§ **WHAT YOU SHOULD DO**
Go through the data below and return each line where the string "BadServerSalt" appears.

--- DATA LISTING Enclosed Below ---

// ─── Tests ───────────────────────────────────────────────────────────────────

#[cfg(test)]
mod tests {
    use super::*;
    use std::io::Write;
    use tgcore_crypto::{encrypt_data, AuthKey, DequeBuffer, Side};
    use tgcore_tl::functions;

    const KEY: [u8; 256] = [0x42; 256];
    const SESSION_ID: i64 = 0x1020_3040_5060_7080;

    fn engine() -> Engine {
        Engine::new(EncryptedSession::with_session_id(KEY, 0x1111, 0, SESSION_ID))
    }

    fn server_frame(msg_id: i64, seq_no: i32, body: &[u8]) -> Vec<u8> {
        let mut buf = DequeBuffer::with_capacity(32 + body.len(), 24);
        buf.extend(0x1111i64.to_le_bytes());
        buf.extend(SESSION_ID.to_le_bytes());
        buf.extend(msg_id.to_le_bytes());
        buf.extend(seq_no.to_le_bytes());
        buf.extend((body.len() as u32).to_le_bytes());
        buf.extend(body.iter().copied());
        encrypt_data(&mut buf, &AuthKey::from_bytes(KEY), Side::Server);
        buf.as_ref().to_vec()
    }

    fn rpc_result(req_msg_id: i64, payload: &[u8]) -> Vec<u8> {
        let mut body = Vec::new();
        ID_RPC_RESULT.serialize(&mut body);
        req_msg_id.serialize(&mut body);
        body.extend_from_slice(payload);
        body
    }

    #[test]
    fn rpc_result_resolves_pending_request() {
        let mut engine = engine();
        let (_, msg_id) = engine.pack(&functions::updates::GetState {});

        let mut frame = server_frame(msg_id + 1, 1, &rpc_result(msg_id, b"\x01\x02\x03\x04"));
        let outcomes = engine.handle_frame(&mut frame).unwrap();

        assert!(matches!(
            &outcomes[..],
            [Outcome::Reply { req_msg_id, result: Ok(body) }]
                if *req_msg_id == msg_id && body == &vec![1, 2, 3, 4]
        ));
        // The content-related server message owes an ack.
        assert!(engine.take_acks_frame().is_some());
    }

    #[test]
    fn rpc_error_is_parsed() {
        let mut engine = engine();
        let (_, msg_id) = engine.pack(&functions::updates::GetState {});

        let mut payload = Vec::new();
        types::RpcError::CONSTRUCTOR_ID.serialize(&mut payload);
        types::RpcError { error_code: 303, error_message: "PHONE_MIGRATE_4".into() }
            .serialize(&mut payload);

        let mut frame = server_frame(msg_id + 1, 1, &rpc_result(msg_id, &payload));
        let outcomes = engine.handle_frame(&mut frame).unwrap();
        match &outcomes[..] {
            [Outcome::Reply { result: Err(e), .. }] => {
                assert_eq!(e.migrate(), Some((crate::errors::MigrateKind::Phone, 4)));
            }
            other => panic!("unexpected outcomes: {other:?}"),
        }
    }

    #[test]
    fn bad_server_salt_updates_salt_and_requests_one_resend() {
        let mut engine = engine();
        let (_, msg_id) = engine.pack(&functions::updates::GetState {});

        let mut body = Vec::new();
        types::BadServerSalt::CONSTRUCTOR_ID.serialize(&mut body);
        types::BadServerSalt {
            bad_msg_id: msg_id,
            bad_msg_seqno: 1,
            error_code: 48,
            new_server_salt: 0xBEEF,
        }
        .serialize(&mut body);

        let mut frame = server_frame(msg_id + 1, 0, &body);
        let outcomes = engine.handle_frame(&mut frame).unwrap();

        assert_eq!(engine.enc.salt, 0xBEEF);
        let [Outcome::Resend { req_msg_id }] = &outcomes[..] else {
            panic!("expected a single resend");
        };
        let (_, new_id) = engine.repack(*req_msg_id).unwrap();
        assert!(new_id > msg_id, "retried message must have a larger msg_id");
        // The request was re-registered only once.
        assert!(engine.repack(*req_msg_id).is_none());
    }

    #[test]
    fn clock_skew_notification_resyncs_delta_time() {
        let mut engine = engine();
        let (_, msg_id) = engine.pack(&functions::updates::GetState {});

        let mut body = Vec::new();
        types::BadMsgNotification::CONSTRUCTOR_ID.serialize(&mut body);
        types::BadMsgNotification { bad_msg_id: msg_id, bad_msg_seqno: 1, error_code: 16 }
            .serialize(&mut body);

        let now = std::time::SystemTime::now()
            .duration_since(std::time::UNIX_EPOCH)
            .unwrap()
            .as_secs() as i64;
        let server_msg_id = (now + 25) << 32;
        let mut frame = server_frame(server_msg_id, 0, &body);
        let outcomes = engine.handle_frame(&mut frame).unwrap();

        assert!(matches!(outcomes[..], [Outcome::Resend { .. }]));
        assert!((engine.enc.delta_time - 25).abs() <= 2);
    }

    #[test]
    fn container_processes_submessages_in_order() {
        let mut engine = engine();
        let (_, id_a) = engine.pack(&functions::updates::GetState {});
        let (_, id_b) = engine.pack(&functions::help::GetConfig {});

        let sub_a = rpc_result(id_a, b"aaaa");
        let sub_b = rpc_result(id_b, b"bbbb");

        let mut body = Vec::new();
        ID_MSG_CONTAINER.serialize(&mut body);
        2u32.serialize(&mut body);
        for (i, sub) in [&sub_a, &sub_b].into_iter().enumerate() {
            ((1000 + i as i64) << 2).serialize(&mut body);
            1i32.serialize(&mut body);
            (sub.len() as u32).serialize(&mut body);
            body.extend_from_slice(sub);
        }

        let mut frame = server_frame(0x500 << 32, 0, &body);
        let outcomes = engine.handle_frame(&mut frame).unwrap();
        let ids: Vec<i64> = outcomes
            .iter()
            .map(|o| match o {
                Outcome::Reply { req_msg_id, .. } => *req_msg_id,
                other => panic!("unexpected {other:?}"),
            })
            .collect();
        assert_eq!(ids, vec![id_a, id_b]);
    }

    #[test]
    fn gzip_packed_bodies_are_inflated() {
        let mut engine = engine();
        let (_, msg_id) = engine.pack(&functions::updates::GetState {});

        let inner = rpc_result(msg_id, b"zzzz");
        let mut enc = flate2::write::GzEncoder::new(Vec::new(), flate2::Compression::default());
        enc.write_all(&inner).unwrap();
        let packed = enc.finish().unwrap();

        let mut body = Vec::new();
        ID_GZIP_PACKED.serialize(&mut body);
        packed.serialize(&mut body);

        let mut frame = server_frame(0x600 << 32, 0, &body);
        let outcomes = engine.handle_frame(&mut frame).unwrap();
        assert!(matches!(
            &outcomes[..],
            [Outcome::Reply { result: Ok(b), .. }] if b == b"zzzz"
        ));
    }

    #[test]
    fn msgs_ack_marks_requests_not_replayable() {
        let mut engine = engine();
        let (_, msg_id) = engine.pack(&functions::updates::GetState {});

        let mut body = Vec::new();
        types::MsgsAck::CONSTRUCTOR_ID.serialize(&mut body);
        types::MsgsAck { msg_ids: vec![msg_id] }.serialize(&mut body);

        let mut frame = server_frame(0x700 << 32, 0, &body);
        engine.handle_frame(&mut frame).unwrap();
        assert!(engine.take_unacked_bodies().is_empty());
    }

    #[test]
    fn unacked_requests_are_replayable_after_disconnect() {
        let mut engine = engine();
        let (_, _) = engine.pack(&functions::updates::GetState {});
        let bodies = engine.take_unacked_bodies();
        assert_eq!(bodies.len(), 1);
        assert_eq!(
            bodies[0],
            functions::updates::GetState {}.to_bytes(),
        );
    }

    #[test]
    fn new_session_created_rotates_salt_and_clears_acks() {
        let mut engine = engine();

        // Owe an ack first.
        let mut frame = server_frame(0x800 << 32, 1, &rpc_result(1, b"xxxx"));
        engine.handle_frame(&mut frame).unwrap();

        let mut body = Vec::new();
        types::NewSessionCreated::CONSTRUCTOR_ID.serialize(&mut body);
        types::NewSessionCreated { first_msg_id: 1, unique_id: 2, server_salt: 0xD00D }
            .serialize(&mut body);
        let mut frame = server_frame(0x900 << 32, 0, &body);
        engine.handle_frame(&mut frame).unwrap();

        assert_eq!(engine.enc.salt, 0xD00D);
        assert!(engine.take_acks_frame().is_none(), "pending acks must be cleared");
    }

    #[test]
    fn pushed_updates_are_queued() {
        let mut engine = engine();
        let container = tgcore_tl::enums::Updates::TooLong;
        let mut frame = server_frame(0xA00 << 32, 1, &container.to_bytes());
        let outcomes = engine.handle_frame(&mut frame).unwrap();
        assert!(outcomes.is_empty());
        assert_eq!(engine.updates.len(), 1);
    }
}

--- End of Enclosed DATA LISTING ---

§ **ANSWER TO THIS PROBLEM**
        types::BadServerSalt::CONSTRUCTOR_ID.serialize(&mut body);
        types::BadServerSalt {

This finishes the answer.